> WORK TASK:
Whenever a line of the records below contains the word "sleep", copy that line.

> THE DATA:
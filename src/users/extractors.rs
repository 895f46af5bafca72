use axum::{
    async_trait,
    extract::{FromRef, FromRequestParts},
    http::request::Parts,
};
use tracing::warn;

use crate::error::ApiError;
use crate::state::AppState;
use crate::users::{jwt::JwtKeys, repo::User};

/// Bearer-auth gate: resolves the request's credential to a full `User`
/// before any protected handler runs. All failures reject the request
/// here; downstream code only ever sees an authenticated owner.
pub struct AuthUser(pub User);

#[async_trait]
impl FromRequestParts<AppState> for AuthUser {
    type Rejection = ApiError;

    async fn from_request_parts(
        parts: &mut Parts,
        state: &AppState,
    ) -> Result<Self, Self::Rejection> {
        let auth = parts
            .headers
            .get(axum::http::header::AUTHORIZATION)
            .and_then(|h| h.to_str().ok())
            .ok_or(ApiError::InvalidToken("Missing Authorization header"))?;

        let token = auth
            .strip_prefix("Bearer ")
            .or_else(|| auth.strip_prefix("bearer "))
            .ok_or(ApiError::InvalidToken("Invalid auth scheme"))?;

        let keys = JwtKeys::from_ref(state);
        let claims = keys.verify(token).map_err(|_| {
            warn!("invalid or expired token");
            ApiError::InvalidToken("Invalid or expired token")
        })?;

        let user = User::find_by_id(&state.db, claims.sub)
            .await?
            .ok_or(ApiError::InvalidToken("Invalid or expired token"))?;

        // Revocation-by-mismatch: a superseded or cleared token still
        // carries a valid signature but no longer equals the stored one.
        if user.session_token.as_deref() != Some(token) {
            warn!(user_id = %user.id, "bearer token does not match stored session");
            return Err(ApiError::InvalidToken("Invalid or expired token"));
        }

        Ok(AuthUser(user))
    }
}
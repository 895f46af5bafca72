use axum::{extract::DefaultBodyLimit, routing::patch, Router};

use crate::state::AppState;

pub mod handlers;
pub mod pipeline;

pub fn router() -> Router<AppState> {
    Router::new()
        .route("/avatars", patch(handlers::update_avatar))
        // the authoritative 1 MiB cap is enforced on the file field itself;
        // the body limit just bounds the whole multipart request
        .layer(DefaultBodyLimit::max(2 * 1024 * 1024))
}
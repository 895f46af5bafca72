mod app;
mod avatars;
mod config;
mod email;
mod error;
mod state;
mod storage;
mod users;

#[tokio::main]
async fn main() -> anyhow::Result<()> {
    dotenvy::dotenv().ok();

    let env_filter = std::env::var("RUST_LOG")
        .unwrap_or_else(|_| "contactbook=debug,axum=info,tower_http=info".to_string());
    let json_logs = std::env::var("LOG_FORMAT")
        .map(|v| v == "json")
        .unwrap_or(false);

    if json_logs {
        tracing_subscriber::fmt()
            .with_env_filter(env_filter)
            .with_target(false)
            .json()
            .init();
    } else {
        tracing_subscriber::fmt().with_env_filter(env_filter).init();
    }

    let app_state = state::AppState::init().await?;

    if let Err(e) = sqlx::migrate!("./migrations").run(&app_state.db).await {
        tracing::warn!(error = %e, "migrations folder not found or migration failed; continuing");
    }

    let app = app::build_app(app_state);
    app::serve(app).await
}
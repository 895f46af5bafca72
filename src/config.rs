use serde::Deserialize;

#[derive(Debug, Clone, Deserialize)]
pub struct JwtConfig {
    pub secret: String,
    pub ttl_minutes: i64,
}

#[derive(Debug, Clone, Deserialize)]
pub struct AvatarConfig {
    pub tmp_dir: String,
    pub public_dir: String,
    pub public_base: String,
}

#[derive(Debug, Clone, Deserialize)]
pub struct AppConfig {
    pub database_url: String,
    pub base_url: String,
    pub jwt: JwtConfig,
    pub avatars: AvatarConfig,
}

impl AppConfig {
    pub fn from_env() -> anyhow::Result<Self> {
        let database_url = std::env::var("DATABASE_URL")?;
        let base_url =
            std::env::var("BASE_URL").unwrap_or_else(|_| "http://localhost:8080".into());
        let jwt = JwtConfig {
            secret: std::env::var("JWT_SECRET")?,
            ttl_minutes: std::env::var("JWT_TTL_MINUTES")
                .ok()
                .and_then(|v| v.parse::<i64>().ok())
                .unwrap_or(60),
        };
        let avatars = AvatarConfig {
            tmp_dir: std::env::var("AVATAR_TMP_DIR").unwrap_or_else(|_| "tmp".into()),
            public_dir: std::env::var("AVATAR_PUBLIC_DIR")
                .unwrap_or_else(|_| "public/avatars".into()),
            public_base: std::env::var("AVATAR_PUBLIC_BASE")
                .unwrap_or_else(|_| "/avatars".into()),
        };
        Ok(Self {
            database_url,
            base_url,
            jwt,
            avatars,
        })
    }
}
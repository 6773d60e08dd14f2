use thiserror::Error;

pub type Result<T> = std::result::Result<T, GraphError>;

#[derive(Debug, Error)]
pub enum GraphError {
    #[error("task not found: {0}")]
    TaskNotFound(String),

    #[error("graph has no start task")]
    NoStartTask,

    #[error("context error: {0}")]
    ContextError(String),

    #[error("task execution failed: {0}")]
    TaskExecutionFailed(String),

    /// A task inside a graph run failed; carries the id of the failing task.
    #[error("task '{task_id}' failed: {source}")]
    TaskFailed {
        task_id: String,
        #[source]
        source: Box<GraphError>,
    },
}

impl GraphError {
    /// Id of the task that failed, when the error came out of a graph run.
    pub fn failed_task(&self) -> Option<&str> {
        match self {
            GraphError::TaskFailed { task_id, .. } => Some(task_id),
            _ => None,
        }
    }

    /// The innermost error message, without the task wrapper.
    pub fn root_message(&self) -> String {
        match self {
            GraphError::TaskFailed { source, .. } => source.root_message(),
            GraphError::TaskExecutionFailed(msg) | GraphError::ContextError(msg) => msg.clone(),
            other => other.to_string(),
        }
    }
}
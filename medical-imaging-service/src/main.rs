use medical_imaging_service::{ServiceConfig, create_app};
use tokio::net::TcpListener;
use tracing::{error, info, warn};
use tracing_subscriber::{layer::SubscriberExt, util::SubscriberInitExt};

/// Initialize tracing; LOG_FORMAT=pretty for development, JSON otherwise
fn init_tracing() {
    let log_format = std::env::var("LOG_FORMAT").unwrap_or_else(|_| "json".to_string());
    let env_filter = tracing_subscriber::EnvFilter::try_from_default_env().unwrap_or_else(|_| {
        "medical_imaging_service=debug,graph_flow=debug,tower_http=debug".into()
    });

    match log_format.as_str() {
        "pretty" => {
            tracing_subscriber::registry()
                .with(env_filter)
                .with(tracing_subscriber::fmt::layer().pretty())
                .init();
        }
        _ => {
            tracing_subscriber::registry()
                .with(env_filter)
                .with(
                    tracing_subscriber::fmt::layer()
                        .json()
                        .with_target(true)
                        .with_level(true),
                )
                .init();
        }
    }
}

#[tokio::main]
async fn main() -> anyhow::Result<()> {
    init_tracing();

    let config = match ServiceConfig::from_env() {
        Ok(config) => config,
        Err(e) => {
            error!(error = %e, "Invalid configuration");
            std::process::exit(1);
        }
    };

    if config.openrouter_api_key.is_none() {
        warn!("Running without OPENROUTER_API_KEY: analyses will be served in fallback mode");
    }

    let app = create_app(&config).await;
    let listener = TcpListener::bind(("0.0.0.0", config.port)).await?;
    let addr = listener.local_addr()?;

    info!(%addr, model = %config.inference_model, "Medical Image Analysis Service starting");
    info!("Analysis endpoint: POST http://{}/api/medical/analyze", addr);

    axum::serve(listener, app).await?;

    Ok(())
}
use anyhow::anyhow;
use async_trait::async_trait;
use reqwest::Client;
use serde_json::json;
use std::time::Duration;
use tokio::time::sleep;
use tracing::info;

use crate::models::ContactRequest;

const SENDGRID_SEND_URL: &str = "https://api.sendgrid.com/v3/mail/send";

/// Delivers contact form submissions.
#[async_trait]
pub trait Mailer: Send + Sync {
    async fn send_contact(&self, contact: &ContactRequest) -> anyhow::Result<()>;
}

pub struct SendGridMailer {
    client: Client,
    api_key: String,
    recipient: String,
    sender: String,
}

impl SendGridMailer {
    pub fn new(api_key: String, recipient: String, sender: String) -> Self {
        Self {
            client: Client::new(),
            api_key,
            recipient,
            sender,
        }
    }
}

fn text_body(contact: &ContactRequest) -> String {
    format!(
        "Name: {}\nEmail: {}\nSubject: {}\n\nMessage:\n{}\n",
        contact.name, contact.email, contact.subject, contact.message
    )
}

fn escape_html(value: &str) -> String {
    value
        .replace('&', "&amp;")
        .replace('<', "&lt;")
        .replace('>', "&gt;")
        .replace('"', "&quot;")
}

fn html_body(contact: &ContactRequest) -> String {
    format!(
        "<h3>New Contact Form Submission</h3>\
         <p><strong>Name:</strong> {}</p>\
         <p><strong>Email:</strong> {}</p>\
         <p><strong>Subject:</strong> {}</p>\
         <p><strong>Message:</strong></p>\
         <p>{}</p>",
        escape_html(&contact.name),
        escape_html(&contact.email),
        escape_html(&contact.subject),
        escape_html(&contact.message).replace('\n', "<br>"),
    )
}

#[async_trait]
impl Mailer for SendGridMailer {
    async fn send_contact(&self, contact: &ContactRequest) -> anyhow::Result<()> {
        let payload = json!({
            "personalizations": [{ "to": [{ "email": self.recipient }] }],
            "from": { "email": self.sender },
            "reply_to": { "email": contact.email, "name": contact.name },
            "subject": format!("Contact Form: {}", contact.subject),
            "content": [
                { "type": "text/plain", "value": text_body(contact) },
                { "type": "text/html", "value": html_body(contact) }
            ]
        });

        let response = self
            .client
            .post(SENDGRID_SEND_URL)
            .bearer_auth(&self.api_key)
            .json(&payload)
            .send()
            .await?;

        if !response.status().is_success() {
            return Err(anyhow!("SendGrid request failed: {}", response.status()));
        }
        info!(subject = %contact.subject, "Contact email sent");
        Ok(())
    }
}

/// Used when no SendGrid key is configured: logs the submission and succeeds.
pub struct DemoMailer {
    delay: Duration,
}

impl DemoMailer {
    pub fn new() -> Self {
        Self {
            delay: Duration::from_secs(1),
        }
    }

    pub fn with_delay(delay: Duration) -> Self {
        Self { delay }
    }
}

impl Default for DemoMailer {
    fn default() -> Self {
        Self::new()
    }
}

#[async_trait]
impl Mailer for DemoMailer {
    async fn send_contact(&self, contact: &ContactRequest) -> anyhow::Result<()> {
        info!(
            name = %contact.name,
            email = %contact.email,
            subject = %contact.subject,
            "Demo mode: contact form submitted"
        );
        sleep(self.delay).await;
        Ok(())
    }
}
use dashmap::DashMap;
use serde::{Serialize, de::DeserializeOwned};
use serde_json::Value;
use std::sync::Arc;

use crate::error::{GraphError, Result};

/// Context for sharing data between tasks in a graph execution
#[derive(Clone, Debug)]
pub struct Context {
    data: Arc<DashMap<String, Value>>,
}

impl Context {
    pub fn new() -> Self {
        Self {
            data: Arc::new(DashMap::new()),
        }
    }

    pub async fn set(&self, key: impl Into<String>, value: impl Serialize) -> Result<()> {
        let key = key.into();
        let value = serde_json::to_value(value)
            .map_err(|e| GraphError::ContextError(format!("failed to serialize '{key}': {e}")))?;
        self.data.insert(key, value);
        Ok(())
    }

    pub async fn get<T: DeserializeOwned>(&self, key: &str) -> Option<T> {
        self.data
            .get(key)
            .and_then(|v| serde_json::from_value(v.clone()).ok())
    }

    /// Like [`Context::get`] but a missing or mistyped value is an error.
    pub async fn require<T: DeserializeOwned>(&self, key: &str) -> Result<T> {
        let value = self
            .data
            .get(key)
            .map(|v| v.clone())
            .ok_or_else(|| GraphError::ContextError(format!("'{key}' not found in context")))?;
        serde_json::from_value(value)
            .map_err(|e| GraphError::ContextError(format!("'{key}' has unexpected shape: {e}")))
    }
}

impl Default for Context {
    fn default() -> Self {
        Self::new()
    }
}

> EXERCISE RESPONSE:
use tokio::time::sleep;
        sleep(self.delay).await;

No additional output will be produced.